Ah, the Eiffel Tower. Ah, Beaubourg. The French hated them in the beginning and, true to form, a backlash has built up against the Orsay among French artists and intellectuals. In printed reports, anthropologist Claude Levi-Strauss denounced its elaborate decor and echoed the common complaint that the place gives him a migraine. Painter Pierre Soulages worried that great innovative works by Cezanne and others are trivialized in the company of official art. Kinetic sculptor Pol Bury compared the yawning architectural space to those mythical mothers who devour their children and accused the whole scheme of pandering to popular taste and forces of the art market.

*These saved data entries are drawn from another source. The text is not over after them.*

use std::collections::HashMap;
use std::env;
use std::path::{Path, PathBuf};

use anyhow::{anyhow, Context, Result};
use biogen_contracts::Locale;
use biogen_engine::gemini::GeminiSettings;

pub const DEFAULT_DATA_DIR: &str = ".biogen";
pub const ARCHIVE_FILE: &str = "archive.json";
pub const EVENTS_FILE: &str = "events.jsonl";

/// Values given on the command line; `None` defers to the environment.
#[derive(Debug, Clone, Default)]
pub struct ConfigFlags {
    pub data_dir: Option<PathBuf>,
    pub events: Option<PathBuf>,
    pub locale: Option<String>,
    pub text_model: Option<String>,
    pub image_model: Option<String>,
}

#[derive(Debug, Clone)]
pub struct AppConfig {
    pub data_dir: PathBuf,
    pub archive_path: PathBuf,
    pub events_path: PathBuf,
    pub locale: Locale,
    pub text_model: Option<String>,
    pub image_model: Option<String>,
    pub gemini: GeminiSettings,
}

impl AppConfig {
    pub fn resolve(flags: &ConfigFlags) -> Result<Self> {
        let cwd = env::current_dir().context("cannot read working directory")?;
        Self::resolve_with(flags, &cwd, process_env)
    }

    /// Precedence per setting: flag, process environment, `.env` in the
    /// working directory, `.env` in the data directory, default.
    pub fn resolve_with(
        flags: &ConfigFlags,
        cwd: &Path,
        process: impl Fn(&str) -> Option<String>,
    ) -> Result<Self> {
        let cwd_dotenv = parse_dotenv(&cwd.join(".env"));
        let data_dir = flags
            .data_dir
            .clone()
            .or_else(|| {
                process("BIOGEN_DATA_DIR")
                    .or_else(|| dotenv_value(&cwd_dotenv, "BIOGEN_DATA_DIR"))
                    .map(PathBuf::from)
            })
            .unwrap_or_else(|| PathBuf::from(DEFAULT_DATA_DIR));
        let data_dir = if data_dir.is_absolute() {
            data_dir
        } else {
            cwd.join(data_dir)
        };
        let data_dotenv = parse_dotenv(&data_dir.join(".env"));

        let lookup = |key: &str| {
            process(key)
                .or_else(|| dotenv_value(&cwd_dotenv, key))
                .or_else(|| dotenv_value(&data_dotenv, key))
        };

        let locale = match non_blank(flags.locale.as_deref()).or_else(|| lookup("BIOGEN_LOCALE")) {
            Some(raw) => raw
                .parse::<Locale>()
                .map_err(|err| anyhow!(err))
                .context("invalid locale setting")?,
            None => Locale::default(),
        };

        Ok(Self {
            archive_path: data_dir.join(ARCHIVE_FILE),
            events_path: flags
                .events
                .clone()
                .unwrap_or_else(|| data_dir.join(EVENTS_FILE)),
            locale,
            text_model: non_blank(flags.text_model.as_deref())
                .or_else(|| lookup("BIOGEN_TEXT_MODEL")),
            image_model: non_blank(flags.image_model.as_deref())
                .or_else(|| lookup("BIOGEN_IMAGE_MODEL")),
            gemini: GeminiSettings::from_lookup(lookup),
            data_dir,
        })
    }
}

fn process_env(key: &str) -> Option<String> {
    env::var(key)
        .ok()
        .map(|value| value.trim().to_string())
        .filter(|value| !value.is_empty())
}

fn non_blank(value: Option<&str>) -> Option<String> {
    value
        .map(str::trim)
        .filter(|value| !value.is_empty())
        .map(str::to_string)
}

fn dotenv_value(vars: &HashMap<String, String>, key: &str) -> Option<String> {
    non_blank(vars.get(key).map(String::as_str))
}

/// `KEY=value` lines; `#` comments, `export ` prefixes and one layer of
/// matching quotes are accepted. A missing file is empty.
pub fn parse_dotenv(path: &Path) -> HashMap<String, String> {
    let content = std::fs::read_to_string(path).unwrap_or_default();
    let mut vars = HashMap::new();
    for raw_line in content.lines() {
        let mut line = raw_line.trim();
        if line.is_empty() || line.starts_with('#') {
            continue;
        }
        if let Some(stripped) = line.strip_prefix("export ") {
            line = stripped.trim();
        }
        let Some((key, value)) = line.split_once('=') else {
            continue;
        };
        let key = key.trim();
        if key.is_empty() {
            continue;
        }
        let mut value = value.trim();
        if value.len() >= 2
            && ((value.starts_with('"') && value.ends_with('"'))
                || (value.starts_with('\'') && value.ends_with('\'')))
        {
            value = &value[1..value.len() - 1];
        }
        vars.insert(key.to_string(), value.to_string());
    }
    vars
}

A prominent Parisian dealer cheerfully acknowledged that prices for once obscure official art have climbed precipitously since the Orsay opened, while a leading collector of Symbolist art wondered grumblingly why today’s audience has to be subjected to art considered third-rate even in its heyday.

So what is all this? Today’s modernist pompiers feeling threatened by the erosion of their aesthetic gospel? A predictable manifestation of France’s masochistic talent for self-criticism?

After two full days of tramping the grandiose spaces of the Orsay, the first-time visitor has enough contradictory thoughts to reduce his brain to a bowl of neutral gray porridge. Well, this is real nice, but that’s not so good, but maybe it doesn’t really matter.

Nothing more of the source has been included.